◆ To do ◆
Which lines of the material contain the word "body"? Show each one.

◆ Records supplied ◆
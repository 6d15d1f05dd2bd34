//! Spherical projection of a frame's pixel grid.
//!
//! Every pixel block is classified as either on the projected disc of a unit
//! sphere ([`SurfaceSample`], with normal, depth, rotated world position and
//! lighting) or outside it ([`OutsideSample`], with polar coordinates for
//! halo, corona and ring passes).

use glam::DVec3;
use starforge_noise::{det_atan2, det_cos, det_sin, det_sqrt};

/// Scale from the unit sphere to noise space.
pub const WORLD_SCALE: f64 = 2.0;

/// Fixed directional light plus per-body shading exponents.
///
/// `brightness = boost * (ambient + (1 - ambient) * light^terminator)
///             * (1 - limb_strength + limb_strength * z^limb)`
#[derive(Clone, Copy, Debug, PartialEq)]
pub struct LightingModel {
    /// Unit vector toward the light (upper left, toward the viewer).
    pub light_direction: DVec3,
    /// Floor on the night side. `1.0` means self-lit.
    pub ambient: f64,
    /// Exponent on `max(0, n·L)`; higher is a harsher terminator.
    pub terminator_exponent: f64,
    /// Exponent on depth for limb darkening.
    pub limb_exponent: f64,
    /// How much of the brightness limb darkening may remove.
    pub limb_strength: f64,
    /// Final multiplier.
    pub boost: f64,
}

impl LightingModel {
    /// Lighting with the standard light direction and no boost.
    pub fn new(
        ambient: f64,
        terminator_exponent: f64,
        limb_exponent: f64,
        limb_strength: f64,
    ) -> Self {
        Self {
            light_direction: DVec3::new(-0.5, -0.45, 0.74).normalize(),
            ambient,
            terminator_exponent,
            limb_exponent,
            limb_strength,
            boost: 1.0,
        }
    }

    /// Set the brightness boost.
    pub fn with_boost(mut self, boost: f64) -> Self {
        self.boost = boost;
        self
    }

    /// `max(0, normal · light)`.
    pub fn light_intensity(&self, normal: DVec3) -> f64 {
        normal.dot(self.light_direction).max(0.0)
    }

    /// Limb darkening factor for sphere depth `z`.
    pub fn limb_factor(&self, z: f64) -> f64 {
        1.0 - self.limb_strength + self.limb_strength * z.max(0.0).powf(self.limb_exponent)
    }

    /// Combined brightness at a surface point.
    pub fn brightness(&self, normal: DVec3, z: f64) -> f64 {
        let light = self.light_intensity(normal);
        let lit = self.ambient + (1.0 - self.ambient) * light.powf(self.terminator_exponent);
        self.boost * lit * self.limb_factor(z)
    }

    /// Brightness at the disc center (`z = 1`, normal facing the viewer).
    pub fn center_brightness(&self) -> f64 {
        self.brightness(DVec3::Z, 1.0)
    }
}

/// Frame geometry: canvas size, disc center and sphere radius in pixels.
#[derive(Clone, Copy, Debug, PartialEq)]
pub struct FrameLayout {
    pub width: u32,
    pub height: u32,
    pub center_x: f64,
    pub center_y: f64,
    pub radius: f64,
}

impl FrameLayout {
    /// A centered sphere whose radius is `disc_fraction` of the half frame.
    pub fn new(width: u32, height: u32, disc_fraction: f64) -> Self {
        Self {
            width,
            height,
            center_x: width as f64 / 2.0,
            center_y: height as f64 / 2.0,
            radius: width.min(height) as f64 / 2.0 * disc_fraction,
        }
    }
}

/// A pixel block on the sphere's projected disc.
#[derive(Clone, Copy, Debug, PartialEq)]
pub struct SurfaceSample {
    /// Signed offset from the frame center, x grows right.
    pub dx: f64,
    /// Signed offset from the frame center, y grows down.
    pub dy: f64,
    pub distance: f64,
    /// `distance / radius`, in `[0, 1]`.
    pub normalized_distance: f64,
    /// Sphere depth `sqrt(1 - nd²)`.
    pub z: f64,
    /// Unrotated surface normal `(dx/r, dy/r, z)`.
    pub normal: DVec3,
    /// Normal rotated by the frame rotation and scaled by [`WORLD_SCALE`].
    pub world: DVec3,
    pub light_intensity: f64,
    pub brightness: f64,
}

impl SurfaceSample {
    /// Screen-space latitude in `[-1, 1]`, negative toward the top.
    pub fn latitude(&self) -> f64 {
        self.normal.y
    }

    /// Longitude of the rotated point, in `(-π, π]`.
    pub fn longitude(&self) -> f64 {
        det_atan2(self.world.x, self.world.z)
    }
}

/// A pixel block outside the disc.
#[derive(Clone, Copy, Debug, PartialEq)]
pub struct OutsideSample {
    pub dx: f64,
    pub dy: f64,
    pub distance: f64,
    /// `distance / radius`, greater than 1.
    pub normalized_distance: f64,
    /// `atan2(dy, dx)`.
    pub angle: f64,
}

/// Classification of one pixel block.
#[derive(Clone, Copy, Debug, PartialEq)]
pub enum PixelSample {
    Disc(SurfaceSample),
    Outside(OutsideSample),
}

/// Maps frame pixels onto a rotating, lit sphere.
#[derive(Clone, Copy, Debug)]
pub struct SurfaceSampler {
    layout: FrameLayout,
    pixel_size: u32,
    lighting: LightingModel,
    sin_rotation: f64,
    cos_rotation: f64,
}

impl SurfaceSampler {
    /// `rotation` is the frame phase already multiplied by the body's spin.
    pub fn new(layout: FrameLayout, pixel_size: u32, rotation: f64, lighting: LightingModel) -> Self {
        Self {
            layout,
            pixel_size: pixel_size.max(1),
            lighting,
            sin_rotation: det_sin(rotation),
            cos_rotation: det_cos(rotation),
        }
    }

    pub fn layout(&self) -> &FrameLayout {
        &self.layout
    }

    pub fn pixel_size(&self) -> u32 {
        self.pixel_size
    }

    /// Sample the block containing pixel `(px, py)` at the block's center.
    pub fn sample(&self, px: u32, py: u32) -> PixelSample {
        let half = (self.pixel_size - 1) as f64 / 2.0;
        let bx = (px - px % self.pixel_size) as f64 + half;
        let by = (py - py % self.pixel_size) as f64 + half;
        let (dx, dy) = self.offset(bx, by);
        let distance = det_sqrt(dx * dx + dy * dy);
        let radius = self.layout.radius;
        let normalized_distance = if radius > 0.0 {
            distance / radius
        } else {
            f64::INFINITY
        };

        if distance > radius || radius <= 0.0 {
            return PixelSample::Outside(OutsideSample {
                dx,
                dy,
                distance,
                normalized_distance,
                angle: det_atan2(dy, dx),
            });
        }

        let z = det_sqrt((1.0 - normalized_distance * normalized_distance).max(0.0));
        let normal = DVec3::new(dx / radius, dy / radius, z);
        let world = self.rotate(normal) * WORLD_SCALE;
        PixelSample::Disc(SurfaceSample {
            dx,
            dy,
            distance,
            normalized_distance,
            z,
            normal,
            world,
            light_intensity: self.lighting.light_intensity(normal),
            brightness: self.lighting.brightness(normal, z),
        })
    }

    /// Whether pixel `(px, py)` itself lies on the disc, regardless of the
    /// block it belongs to.
    pub fn on_disc(&self, px: u32, py: u32) -> bool {
        let (dx, dy) = self.offset(px as f64, py as f64);
        self.layout.radius > 0.0 && det_sqrt(dx * dx + dy * dy) <= self.layout.radius
    }

    fn offset(&self, x: f64, y: f64) -> (f64, f64) {
        (x - self.layout.center_x, y - self.layout.center_y)
    }

    /// Every block origin in row-major order with its sample.
    pub fn blocks(&self) -> impl Iterator<Item = (u32, u32, PixelSample)> + '_ {
        let step = self.pixel_size as usize;
        (0..self.layout.height).step_by(step).flat_map(move |y| {
            (0..self.layout.width)
                .step_by(step)
                .map(move |x| (x, y, self.sample(x, y)))
        })
    }

    fn rotate(&self, p: DVec3) -> DVec3 {
        let (s, c) = (self.sin_rotation, self.cos_rotation);
        DVec3::new(p.x * c + p.z * s, p.y, -p.x * s + p.z * c)
    }
}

◆ Solution for this problem ◆
/// Fixed directional light plus per-body shading exponents.
    /// `rotation` is the frame phase already multiplied by the body's spin.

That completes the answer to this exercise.